Тут, однако, нужно зеркало, но не обычное, а особое - личностное, в котором только и можно что-либо разглядеть по существу. Смотрясь в обычное зеркало, человек часто сознательно поступает "навыворот" действительности, и желаемое видится в таком зеркале как реально существующее. Казалось бы, менее всего следует доверять отражению, которое появляется в обычном зеркале, то есть самочувствию, самонаблюдению и выраженному в словах самосознанию. И тем не менее это очень распространенная болезнь - боязнь признаться себе самому в том, кто и что ты есть на самом деле.
Так вот этой болезнью Зилов не заражен, во всяком случае в ту пору, когда мы с ним встречаемся. Напротив, он тем прежде всего и выделяется из своего окружения, что предстает в собственных глазах без прикрас, в своем истинном обличье. И он свободен от игры, в которую многие люди любят играть, - игры в "утешительные заезды", когда на соревнованиях разыгрываются места, по сути дела, не имеющие реального значения.
Умеющий, когда надо, высказаться и даже увлечь собеседника интересным ходом мысли, Зилов не увлекается словесными самоотчетами, понимая, что в его ситуации словами делу не поможешь. На ощупь, почти интуитивно, он подходит к мысли, фиксируемой философией на своем языке: разница между тем, что человек о себе говорит и думает, то есть его "самомнением", и реальностью для самой личности "обнаруживается только через реальное столкновение с другой личностью (с другими личностями), которое может носить и комический, и драматический, и даже трагический характер.
Со стороны, глазами другого человека личность всегда видится иначе, чем она воспринимает сама себя, через призму собственных самоощущений. И дело тут конечно же не в намеренном самообмане или в желании пустить пыль в глаза ближнему. Комичнее (или трагичнее, смотря по обстоятельствам) всех ошибается чаще всего именно носитель "честного самосознания", излишне доверяющий своему непосредственному самочувствию".
В этом плане чрезвычайно показателен эпизод, условно именуемый "поминками по Зилову". Только что приняв из рук мальчика-тезки "шутливый" венок от друзей-приятелей, Виктор неприятно задет тем, что они "пошутили и разошлись". Л он представил себе, "вообразил", как все было, как они себя вели и что каждый из них сказал. Психологический подтекст этой воображаемой сцены состоит в том, что Зилов сам, по собственной воле хочет узнать, так сказать, наперед, заранее, что от него осталось (останется) в памяти, в душах близких и знакомых людей. Желание, прямо скажем, не только экстравагантное, но и редкое, требующее от человека немалых нравственных усилий, если он, разумеется, себе не подыгрывает. В драматургическом (и психологическом)
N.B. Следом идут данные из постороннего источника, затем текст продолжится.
//! Expense repository contracts and SQLite implementation.
//!
//! # Invariants
//! - Date filters are inclusive on both ends (`date_from <= date <= date_to`).
//! - Rows with equal dates are ordered by id so listings stay deterministic.

use super::{RepoError, RepoResult, SortDirection, Table};
use crate::model::expense::{Expense, ExpensePatch, NewExpense};
use crate::model::{EpochMillis, RecordId};
use chrono::NaiveDateTime;
use rusqlite::types::Value;
use rusqlite::{params, params_from_iter, Connection, Row};

const EXPENSE_SELECT_SQL: &str = "SELECT
    id,
    category_id,
    amount,
    note,
    date,
    created_at,
    updated_at
FROM expenses";

/// Query options for listing expenses.
#[derive(Debug, Clone, Default, PartialEq, Eq)]
pub struct ExpenseListQuery {
    /// Exact match on the (weak) category reference.
    pub category_id: Option<RecordId>,
    /// Inclusive lower bound on `date`.
    pub date_from: Option<NaiveDateTime>,
    /// Inclusive upper bound on `date`.
    pub date_to: Option<NaiveDateTime>,
    /// Ordering on `date`.
    pub order: SortDirection,
}

impl ExpenseListQuery {
    /// Every expense dated within `[from, to]`, oldest first.
    pub fn between(from: NaiveDateTime, to: NaiveDateTime) -> Self {
        Self {
            date_from: Some(from),
            date_to: Some(to),
            ..Self::default()
        }
    }

    /// Every expense, newest first.
    pub fn newest_first() -> Self {
        Self {
            order: SortDirection::Descending,
            ..Self::default()
        }
    }
}

/// Repository interface for expenses.
pub trait ExpenseRepository {
    fn add(&self, expense: &NewExpense, now: EpochMillis) -> RepoResult<RecordId>;
    fn update(&self, id: RecordId, patch: &ExpensePatch, now: EpochMillis) -> RepoResult<()>;
    fn delete(&self, id: RecordId) -> RepoResult<bool>;
    fn get(&self, id: RecordId) -> RepoResult<Option<Expense>>;
    fn list(&self, query: &ExpenseListQuery) -> RepoResult<Vec<Expense>>;
}

/// SQLite-backed expense repository.
pub struct SqliteExpenseRepository<'conn> {
    conn: &'conn Connection,
}

impl<'conn> SqliteExpenseRepository<'conn> {
    pub fn new(conn: &'conn Connection) -> Self {
        Self { conn }
    }
}

impl ExpenseRepository for SqliteExpenseRepository<'_> {
    fn add(&self, expense: &NewExpense, now: EpochMillis) -> RepoResult<RecordId> {
        expense.validate()?;

        self.conn.execute(
            "INSERT INTO expenses (
                category_id,
                amount,
                note,
                date,
                created_at,
                updated_at
            ) VALUES (?1, ?2, ?3, ?4, ?5, ?5);",
            params![
                expense.category_id,
                expense.amount,
                expense.note.as_str(),
                expense.date,
                now,
            ],
        )?;

        Ok(self.conn.last_insert_rowid())
    }

    fn update(&self, id: RecordId, patch: &ExpensePatch, now: EpochMillis) -> RepoResult<()> {
        let mut expense = self.get(id)?.ok_or(RepoError::NotFound {
            table: Table::Expenses,
            id,
        })?;
        expense.apply(patch);
        expense.validate()?;

        let changed = self.conn.execute(
            "UPDATE expenses
             SET
                category_id = ?1,
                amount = ?2,
                note = ?3,
                date = ?4,
                updated_at = ?5
             WHERE id = ?6;",
            params![
                expense.category_id,
                expense.amount,
                expense.note.as_str(),
                expense.date,
                now,
                id,
            ],
        )?;

        if changed == 0 {
            return Err(RepoError::NotFound {
                table: Table::Expenses,
                id,
            });
        }

        Ok(())
    }

    fn delete(&self, id: RecordId) -> RepoResult<bool> {
        let changed = self
            .conn
            .execute("DELETE FROM expenses WHERE id = ?1;", [id])?;
        Ok(changed > 0)
    }

    fn get(&self, id: RecordId) -> RepoResult<Option<Expense>> {
        let mut stmt = self
            .conn
            .prepare(&format!("{EXPENSE_SELECT_SQL} WHERE id = ?1;"))?;
        let mut rows = stmt.query([id])?;
        if let Some(row) = rows.next()? {
            return Ok(Some(parse_expense_row(row)?));
        }
        Ok(None)
    }

    fn list(&self, query: &ExpenseListQuery) -> RepoResult<Vec<Expense>> {
        let mut sql = format!("{EXPENSE_SELECT_SQL} WHERE 1 = 1");
        let mut bind_values: Vec<Value> = Vec::new();

        if let Some(category_id) = query.category_id {
            sql.push_str(" AND category_id = ?");
            bind_values.push(Value::Integer(category_id));
        }
        if let Some(from) = query.date_from {
            sql.push_str(" AND date >= ?");
            bind_values.push(Value::Text(format_sql_datetime(from)));
        }
        if let Some(to) = query.date_to {
            sql.push_str(" AND date <= ?");
            bind_values.push(Value::Text(format_sql_datetime(to)));
        }

        let direction = query.order.sql();
        sql.push_str(&format!(" ORDER BY date {direction}, id {direction}"));

        let mut stmt = self.conn.prepare(&sql)?;
        let mut rows = stmt.query(params_from_iter(bind_values))?;
        let mut expenses = Vec::new();
        while let Some(row) = rows.next()? {
            expenses.push(parse_expense_row(row)?);
        }
        Ok(expenses)
    }
}

/// Matches the text encoding rusqlite uses for `NaiveDateTime` parameters, so
/// range comparisons stay lexicographic on the same format.
pub(crate) fn format_sql_datetime(value: NaiveDateTime) -> String {
    value.format("%F %T%.f").to_string()
}

fn parse_expense_row(row: &Row<'_>) -> RepoResult<Expense> {
    Ok(Expense {
        id: row.get("id")?,
        category_id: row.get("category_id")?,
        amount: row.get("amount")?,
        note: row.get("note")?,
        date: row.get("date")?,
        created_at: row.get("created_at")?,
        updated_at: row.get("updated_at")?,
    })
}
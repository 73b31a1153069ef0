//! Task record and its completion toggle.
//!
//! # Invariants
//! - `completed` and `completed_at` flip in lockstep: `completed_at` is set
//!   exactly when `completed == true`. A patch that only changes `completed`
//!   stamps or clears `completed_at` itself.
//! - `order` defines manual sort position; uniqueness is not enforced.

use super::{require_text, EpochMillis, ModelValidationError, Priority, RecordId};
use chrono::NaiveDateTime;
use serde::{Deserialize, Serialize};

#[derive(Debug, Clone, PartialEq, Eq, Serialize, Deserialize)]
#[serde(rename_all = "camelCase")]
pub struct Task {
    pub id: RecordId,
    /// Weak reference to a project; may dangle.
    pub project_id: Option<RecordId>,
    pub title: String,
    pub description: String,
    pub priority: Priority,
    pub due_date: Option<NaiveDateTime>,
    pub completed: bool,
    pub completed_at: Option<EpochMillis>,
    pub order: i64,
    pub created_at: EpochMillis,
    pub updated_at: EpochMillis,
}

/// Input for creating a task. `order` is assigned by the task service.
#[derive(Debug, Clone, PartialEq, Eq, Serialize, Deserialize)]
#[serde(rename_all = "camelCase")]
pub struct NewTask {
    pub project_id: Option<RecordId>,
    pub title: String,
    pub description: String,
    pub priority: Priority,
    pub due_date: Option<NaiveDateTime>,
    pub completed: bool,
}

impl NewTask {
    /// Open task with medium priority and no due date.
    pub fn titled(title: impl Into<String>) -> Self {
        Self {
            project_id: None,
            title: title.into(),
            description: String::new(),
            priority: Priority::Medium,
            due_date: None,
            completed: false,
        }
    }

    pub fn validate(&self) -> Result<(), ModelValidationError> {
        require_text("title", &self.title)
    }
}

/// Partial task update. Double options distinguish "keep" (`None`) from
/// "clear" (`Some(None)`) for nullable columns.
#[derive(Debug, Clone, Default, PartialEq, Eq, Serialize, Deserialize)]
#[serde(rename_all = "camelCase")]
pub struct TaskPatch {
    pub project_id: Option<Option<RecordId>>,
    pub title: Option<String>,
    pub description: Option<String>,
    pub priority: Option<Priority>,
    pub due_date: Option<Option<NaiveDateTime>>,
    pub completed: Option<bool>,
    pub completed_at: Option<Option<EpochMillis>>,
    pub order: Option<i64>,
}

impl Task {
    /// Applies `patch`. A completion change without an explicit
    /// `completed_at` stamps `now` (or clears the stamp when reopening).
    pub fn apply(&mut self, patch: &TaskPatch, now: EpochMillis) {
        if let Some(project_id) = patch.project_id {
            self.project_id = project_id;
        }
        if let Some(title) = patch.title.as_ref() {
            self.title = title.clone();
        }
        if let Some(description) = patch.description.as_ref() {
            self.description = description.clone();
        }
        if let Some(priority) = patch.priority {
            self.priority = priority;
        }
        if let Some(due_date) = patch.due_date {
            self.due_date = due_date;
        }
        if let Some(completed) = patch.completed {
            if completed != self.completed && patch.completed_at.is_none() {
                self.completed_at = completed.then_some(now);
            }
            self.completed = completed;
        }
        if let Some(completed_at) = patch.completed_at {
            self.completed_at = completed_at;
        }
        if let Some(order) = patch.order {
            self.order = order;
        }
    }

    /// Flips completion, setting or clearing `completed_at` in lockstep.
    pub fn toggled(&self, now: EpochMillis) -> TaskPatch {
        let completed = !self.completed;
        TaskPatch {
            completed: Some(completed),
            completed_at: Some(completed.then_some(now)),
            ..TaskPatch::default()
        }
    }

    pub fn validate(&self) -> Result<(), ModelValidationError> {
        require_text("title", &self.title)?;
        if self.completed != self.completed_at.is_some() {
            return Err(ModelValidationError::CompletionMismatch {
                completed: self.completed,
            });
        }
        Ok(())
    }
}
отношении ход этот, как сказали бы шахматисты, сильный: поскольку в таких случаях принято либо ничего не говорить, либо говорить только хорошее, интересно узнать - и Зилову, и нам, - насколько он хорош; и окружение проявится лучше в своем истинном качестве, так как сказать о человеке хорошее (не лицемеря), как ни странно, много труднее, чем отмечать его недостатки и пороки.
Итак, что же думают о "кончине" своего друга-приятеля и о нем самом те, кто с ним был близок или знаком, вместе работал или дружил? Закадычный друг Саяпин не поверит сообщению о смерти и скажет - мол, ничего особенного не произошло, "пошутил, как обычно".